- **What is expected**: Scan the records below for the word "SqlitePool". Copy each line where it appears.

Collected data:
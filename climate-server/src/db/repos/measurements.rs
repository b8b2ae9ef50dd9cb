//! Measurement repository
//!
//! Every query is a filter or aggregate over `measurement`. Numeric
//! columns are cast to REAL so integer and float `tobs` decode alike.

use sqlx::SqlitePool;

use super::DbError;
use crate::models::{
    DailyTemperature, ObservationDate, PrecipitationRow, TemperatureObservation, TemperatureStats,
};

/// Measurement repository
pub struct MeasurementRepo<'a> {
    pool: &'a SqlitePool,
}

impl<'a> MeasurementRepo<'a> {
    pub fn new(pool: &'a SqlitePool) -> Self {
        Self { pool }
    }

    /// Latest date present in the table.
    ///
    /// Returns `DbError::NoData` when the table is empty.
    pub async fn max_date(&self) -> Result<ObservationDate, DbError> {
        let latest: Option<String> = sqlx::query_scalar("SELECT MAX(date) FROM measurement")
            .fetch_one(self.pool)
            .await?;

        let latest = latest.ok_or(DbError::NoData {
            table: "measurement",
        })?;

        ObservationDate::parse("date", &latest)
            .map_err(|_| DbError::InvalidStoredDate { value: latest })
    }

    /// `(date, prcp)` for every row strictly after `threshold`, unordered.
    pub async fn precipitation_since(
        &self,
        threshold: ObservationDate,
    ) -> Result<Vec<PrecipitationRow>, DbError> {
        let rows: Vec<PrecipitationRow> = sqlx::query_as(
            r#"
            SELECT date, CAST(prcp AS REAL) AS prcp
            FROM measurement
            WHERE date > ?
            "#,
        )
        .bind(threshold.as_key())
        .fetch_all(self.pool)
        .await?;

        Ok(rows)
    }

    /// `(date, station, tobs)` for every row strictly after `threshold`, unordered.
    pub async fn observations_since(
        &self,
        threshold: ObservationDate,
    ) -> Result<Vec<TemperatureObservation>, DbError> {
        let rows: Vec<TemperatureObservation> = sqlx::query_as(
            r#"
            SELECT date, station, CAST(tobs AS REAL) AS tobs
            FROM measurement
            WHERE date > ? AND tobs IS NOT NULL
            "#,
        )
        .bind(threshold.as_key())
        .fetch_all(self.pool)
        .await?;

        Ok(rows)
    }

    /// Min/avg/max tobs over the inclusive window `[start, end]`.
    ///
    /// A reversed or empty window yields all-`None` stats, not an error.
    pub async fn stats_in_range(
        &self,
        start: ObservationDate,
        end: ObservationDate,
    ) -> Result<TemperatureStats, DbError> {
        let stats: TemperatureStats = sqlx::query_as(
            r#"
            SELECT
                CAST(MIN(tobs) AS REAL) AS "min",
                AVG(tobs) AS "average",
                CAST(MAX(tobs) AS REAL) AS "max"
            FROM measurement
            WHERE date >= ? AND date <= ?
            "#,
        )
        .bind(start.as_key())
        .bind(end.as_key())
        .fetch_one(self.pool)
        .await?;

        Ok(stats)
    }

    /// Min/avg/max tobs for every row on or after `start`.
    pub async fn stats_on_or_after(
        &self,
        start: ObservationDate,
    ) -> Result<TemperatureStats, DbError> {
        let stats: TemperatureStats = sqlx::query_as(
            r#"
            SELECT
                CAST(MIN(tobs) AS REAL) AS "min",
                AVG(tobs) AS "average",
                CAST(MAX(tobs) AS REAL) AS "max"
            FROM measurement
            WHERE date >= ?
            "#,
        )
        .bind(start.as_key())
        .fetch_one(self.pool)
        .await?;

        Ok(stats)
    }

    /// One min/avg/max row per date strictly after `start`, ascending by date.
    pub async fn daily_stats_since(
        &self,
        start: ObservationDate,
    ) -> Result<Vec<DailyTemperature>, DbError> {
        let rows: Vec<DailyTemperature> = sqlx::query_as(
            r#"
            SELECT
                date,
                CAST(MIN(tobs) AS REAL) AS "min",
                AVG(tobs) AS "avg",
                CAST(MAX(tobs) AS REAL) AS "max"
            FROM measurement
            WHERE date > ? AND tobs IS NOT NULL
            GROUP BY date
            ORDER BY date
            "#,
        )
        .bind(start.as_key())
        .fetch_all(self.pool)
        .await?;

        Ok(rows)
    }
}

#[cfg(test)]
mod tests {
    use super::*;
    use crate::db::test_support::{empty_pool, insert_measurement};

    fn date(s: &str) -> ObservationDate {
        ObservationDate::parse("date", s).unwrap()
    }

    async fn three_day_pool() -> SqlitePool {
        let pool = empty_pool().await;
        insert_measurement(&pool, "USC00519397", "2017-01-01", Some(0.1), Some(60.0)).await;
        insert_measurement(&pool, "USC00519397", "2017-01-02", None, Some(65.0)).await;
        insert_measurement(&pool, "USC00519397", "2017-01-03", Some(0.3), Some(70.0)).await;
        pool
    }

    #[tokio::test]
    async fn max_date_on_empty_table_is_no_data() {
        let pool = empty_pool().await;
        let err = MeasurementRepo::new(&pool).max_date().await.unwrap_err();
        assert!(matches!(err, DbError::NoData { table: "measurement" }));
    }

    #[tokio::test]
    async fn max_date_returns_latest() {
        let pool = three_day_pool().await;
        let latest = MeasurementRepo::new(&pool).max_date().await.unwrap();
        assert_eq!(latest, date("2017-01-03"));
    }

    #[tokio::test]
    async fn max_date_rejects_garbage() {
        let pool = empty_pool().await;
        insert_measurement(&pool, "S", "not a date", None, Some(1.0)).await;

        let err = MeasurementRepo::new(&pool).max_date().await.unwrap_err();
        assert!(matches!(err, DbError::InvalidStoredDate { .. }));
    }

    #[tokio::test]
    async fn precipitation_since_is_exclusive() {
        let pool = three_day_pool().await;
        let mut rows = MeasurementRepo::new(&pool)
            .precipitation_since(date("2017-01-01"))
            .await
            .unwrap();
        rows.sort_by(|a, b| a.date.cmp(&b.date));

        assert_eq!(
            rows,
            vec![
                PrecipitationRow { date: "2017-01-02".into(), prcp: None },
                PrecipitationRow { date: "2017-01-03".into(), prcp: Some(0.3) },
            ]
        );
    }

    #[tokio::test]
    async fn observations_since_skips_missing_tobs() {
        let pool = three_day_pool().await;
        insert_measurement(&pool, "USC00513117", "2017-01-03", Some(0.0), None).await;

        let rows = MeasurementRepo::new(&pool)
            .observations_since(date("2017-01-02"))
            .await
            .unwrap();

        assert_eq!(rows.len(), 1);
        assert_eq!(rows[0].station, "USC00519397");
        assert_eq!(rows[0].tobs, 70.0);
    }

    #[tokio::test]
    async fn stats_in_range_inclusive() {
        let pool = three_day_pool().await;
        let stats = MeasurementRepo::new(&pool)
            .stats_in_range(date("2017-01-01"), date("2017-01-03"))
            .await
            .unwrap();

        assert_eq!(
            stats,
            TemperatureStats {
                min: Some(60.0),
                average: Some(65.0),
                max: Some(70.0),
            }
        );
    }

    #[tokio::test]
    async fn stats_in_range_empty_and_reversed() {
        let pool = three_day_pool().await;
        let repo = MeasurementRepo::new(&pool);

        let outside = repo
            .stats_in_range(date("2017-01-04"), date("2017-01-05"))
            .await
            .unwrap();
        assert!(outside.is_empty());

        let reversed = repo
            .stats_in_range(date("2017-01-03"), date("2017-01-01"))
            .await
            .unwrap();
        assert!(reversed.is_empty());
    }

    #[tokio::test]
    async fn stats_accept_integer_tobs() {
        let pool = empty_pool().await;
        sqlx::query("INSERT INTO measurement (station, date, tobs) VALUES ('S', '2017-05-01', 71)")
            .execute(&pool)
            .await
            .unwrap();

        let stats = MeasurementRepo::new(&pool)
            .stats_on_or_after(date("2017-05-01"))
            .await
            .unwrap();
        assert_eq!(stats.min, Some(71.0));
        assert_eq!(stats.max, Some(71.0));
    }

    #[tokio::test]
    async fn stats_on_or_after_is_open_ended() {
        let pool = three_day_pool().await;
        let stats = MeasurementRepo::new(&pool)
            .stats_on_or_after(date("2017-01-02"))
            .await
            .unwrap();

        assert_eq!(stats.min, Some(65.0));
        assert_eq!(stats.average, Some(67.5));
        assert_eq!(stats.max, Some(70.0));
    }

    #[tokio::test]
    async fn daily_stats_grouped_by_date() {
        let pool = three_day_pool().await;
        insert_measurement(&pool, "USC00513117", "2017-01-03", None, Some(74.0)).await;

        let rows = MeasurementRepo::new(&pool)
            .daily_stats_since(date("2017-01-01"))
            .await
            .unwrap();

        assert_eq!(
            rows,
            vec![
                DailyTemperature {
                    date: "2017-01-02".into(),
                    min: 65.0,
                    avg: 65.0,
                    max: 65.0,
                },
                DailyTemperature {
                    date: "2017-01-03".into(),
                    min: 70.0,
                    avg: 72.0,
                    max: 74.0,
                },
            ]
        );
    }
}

- **Solved exercise**:
use sqlx::SqlitePool;
    pool: &'a SqlitePool,
    pub fn new(pool: &'a SqlitePool) -> Self {
    async fn three_day_pool() -> SqlitePool {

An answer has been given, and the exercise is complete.